Steps for Creating a Document Skill

  1. Open Advanced Designer. On the start page, create a new skill by clicking Create Document Skill.
  2. Navigate to the Activities tab and add a Forms activity to the document processing flow.
  3. Click Activity Editor. On the Blank Form tab, upload one sample blank form for each variant of your document (we do not recommend uploading more than 10 different variants). Label the fields from which data must be extracted. For guidelines on labeling, see Labeling documents.
  4. Click Train Activity.
  5. Click the Test Set tab and upload completed test documents. Make sure that all the fields are labeled correctly on each document. Click Test Activity. When the operation completes, review the results.
  6. Return to the Activities tab and add an Extraction Rules activity to the document processing flow.
  7. Click Activity Editor and configure the Extraction Rules activity.
  8. Click Test Skill Using Selected Documents. When the operation completes, review the results. If you are satisfied with the results, publish your skill. Otherwise, adjust the labeling, then train and test the activity again.

Working with Tables and Repeating Groups

When processing structured documents, Vantage can handle tables and repeating groups if the maximum number of table rows or group instances is known in advance and the boundaries of the table or group are fixed. You will need to label all the rows that may possibly occur on all the variants of the form.
Note: Only rows with data will be displayed in the processing results.

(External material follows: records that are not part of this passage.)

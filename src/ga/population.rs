// Copyright (c) 2026 Christoph Gaffga
// SPDX-License-Identifier: GPL-3.0-only

//! Ordered working set of individuals with selection and tie-break rules.
//!
//! Selection scans are non-strict, so on ties the *last* index holding the
//! extreme fitness wins — both for the fittest and the least fit. The
//! second-fittest scan reproduces the reference algorithm verbatim,
//! including its index-0 comparison baseline; see the unit tests for the
//! case where that baseline diverges from a sorted top-two.

use rand::Rng;
use rayon::prelude::*;

use crate::block::ImageBlock;
use crate::ga::individual::Individual;
use crate::ga::ChromosomeInit;

/// Fixed-size ordered collection of individuals plus a cached best score.
#[derive(Debug)]
pub struct Population<'a> {
    individuals: Vec<Individual<'a>>,
    fittest_score: usize,
}

impl<'a> Population<'a> {
    /// Create `size` individuals over the shared block and payload.
    pub fn new<R: Rng>(
        block: &'a ImageBlock,
        payload: &'a [bool],
        size: usize,
        init: ChromosomeInit,
        rng: &mut R,
    ) -> Self {
        let individuals = (0..size)
            .map(|_| Individual::new(block, payload, init, rng))
            .collect();
        Self {
            individuals,
            fittest_score: 0,
        }
    }

    /// Recompute every individual's fitness, then refresh the cached best
    /// score. Individuals are independent, so the recompute fans out across
    /// the rayon pool; everything else stays serial.
    pub fn calculate_fitness(&mut self) {
        self.individuals
            .par_iter_mut()
            .for_each(|indiv| indiv.calculate_fitness());
        self.refresh_fittest_score();
    }

    /// Clone of the fittest individual; the last index wins ties.
    /// Also refreshes the cached fittest score.
    pub fn select_fittest(&mut self) -> Individual<'a> {
        let idx = self.fittest_idx();
        self.fittest_score = self.individuals[idx].fitness();
        self.individuals[idx].clone()
    }

    /// Clone of the runner-up under the reference two-tracker scan.
    ///
    /// Both trackers start at index 0, so when index 0 holds the maximum the
    /// scan can return it instead of the true runner-up. Kept as specified;
    /// do not "fix" without flagging the behavior change.
    pub fn select_second_fittest(&self) -> Individual<'a> {
        assert!(
            !self.individuals.is_empty(),
            "selection on an empty population"
        );
        let mut best = 0usize;
        let mut second = 0usize;
        for (idx, indiv) in self.individuals.iter().enumerate() {
            if indiv.fitness() > self.individuals[best].fitness() {
                second = best;
                best = idx;
            } else if indiv.fitness() > self.individuals[second].fitness() {
                second = idx;
            }
        }
        self.individuals[second].clone()
    }

    /// Index of the fittest individual; the last index wins ties.
    pub fn fittest_idx(&self) -> usize {
        assert!(
            !self.individuals.is_empty(),
            "selection on an empty population"
        );
        let mut max_fit = None;
        let mut max_idx = 0usize;
        for (idx, indiv) in self.individuals.iter().enumerate() {
            if max_fit.map_or(true, |m| indiv.fitness() >= m) {
                max_fit = Some(indiv.fitness());
                max_idx = idx;
            }
        }
        max_idx
    }

    /// Index of the least-fit individual; the last index wins ties.
    pub fn least_fittest_idx(&self) -> usize {
        assert!(
            !self.individuals.is_empty(),
            "selection on an empty population"
        );
        let mut min_fit = None;
        let mut min_idx = 0usize;
        for (idx, indiv) in self.individuals.iter().enumerate() {
            if min_fit.map_or(true, |m| indiv.fitness() <= m) {
                min_fit = Some(indiv.fitness());
                min_idx = idx;
            }
        }
        min_idx
    }

    /// Overwrite one slot wholesale. The replacement step of a generation.
    pub fn replace(&mut self, idx: usize, indiv: Individual<'a>) {
        self.individuals[idx] = indiv;
    }

    /// Cached score of the fittest individual, refreshed by
    /// [`calculate_fitness`](Self::calculate_fitness) and
    /// [`select_fittest`](Self::select_fittest).
    pub fn fittest_score(&self) -> usize {
        self.fittest_score
    }

    pub fn individuals(&self) -> &[Individual<'a>] {
        &self.individuals
    }

    pub fn len(&self) -> usize {
        self.individuals.len()
    }

    pub fn is_empty(&self) -> bool {
        self.individuals.is_empty()
    }

    fn refresh_fittest_score(&mut self) {
        let idx = self.fittest_idx();
        self.fittest_score = self.individuals[idx].fitness();
    }
}
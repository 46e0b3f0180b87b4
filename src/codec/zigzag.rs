// Copyright (c) 2026 Christoph Gaffga
// SPDX-License-Identifier: GPL-3.0-only

//! Diagonal scan order over the 8×8 coefficient grid.
//!
//! Maps a scan index (0–63) to a natural row-major position (0–63). The
//! walk visits anti-diagonals of increasing frequency; within each diagonal
//! the column index descends while the row index ascends, so every diagonal
//! is traversed bottom-left to top-right:
//!
//! ```text
//! 1 3 6 . . . . .
//! 2 5 9 . . . . .
//! 4 8 . . . . . .
//! 7 . . . . . . .
//! ```
//!
//! Note this is *not* the alternating JPEG zigzag — the direction never
//! reverses. The DC position sits at scan index 0; it stays in the table but
//! never carries payload (the capacity mask excludes it).

use crate::block::BLOCK_LEN;

/// Maps scan index (0–63) to natural row-major index (0–63).
pub const SCAN: [usize; BLOCK_LEN] = build_scan();

const fn build_scan() -> [usize; BLOCK_LEN] {
    let mut table = [0usize; BLOCK_LEN];
    let mut i = 0;
    let mut sweep = 1;
    while sweep <= 16 {
        let mut cc = sweep;
        let mut cr = 1;
        while cc > 0 {
            if cc <= 8 && cr <= 8 {
                table[i] = (cc - 1) * 8 + (cr - 1);
                i += 1;
            }
            cc -= 1;
            cr += 1;
        }
        sweep += 1;
    }
    table
}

Any empty rows will be ignored.
If the number of rows or instances in a group is not known in advance, you must use another Vantage technology.
Note: Currently, only tables with text values can be handled. If your table has columns with checkboxes or barcodes, use a repeating group instead.

Extracting Data from Forms and Unstructured Documents in One Flow

Sometimes information may be collected using both forms and unstructured documents. For example, answers to a questionnaire may be received either on printed forms or as unstructured documents written in a freeform manner. To process a mixture of such documents, use a combination of a Forms activity, which will process forms, and a Fast Learning or Extraction Rules activity, which will process unstructured documents. You must then apply a Classify activity to separate forms from unstructured documents.

Steps for Creating a Document Skill

  1. Open Advanced Designer. On the start page, create a new skill by clicking Create Document Skill.
  2. Navigate to the Activities tab and add a Forms activity to the document processing flow.
  3. Click Activity Editor. On the Blank Form tab, upload a sample blank form and label the fields from which data must be extracted. For guidelines on labeling, see Labeling documents.
  4. Click Train Activity.
  5. Click the Test Set tab and upload completed test documents. Make sure that all the fields are labeled correctly on each document. Click Test Activity. When the operation completes, review the results.
  6. Navigate to the Activities tab and add a Fast Learning activity to the document processing flow.
  7. Open the Activity Editor to configure and train the activity.
  8. Navigate to the Activities tab and add a Classify activity at the beginning of the document processing flow.
  9. Click Activity Editor and set up the Classify activity. You will need to create a class for each document variant, assign classes to your documents, and train the activity.
  10. Return to the Activities tab and add an IF activity to set up conditional branching for the document processing flow. Connect this activity to the Forms and Fast Learning activities.
  11. Click Test Skill Using Selected Documents. When the operation completes, review the results. If you are satisfied with the results, publish your skill. Otherwise, adjust the labeling and train the activity again.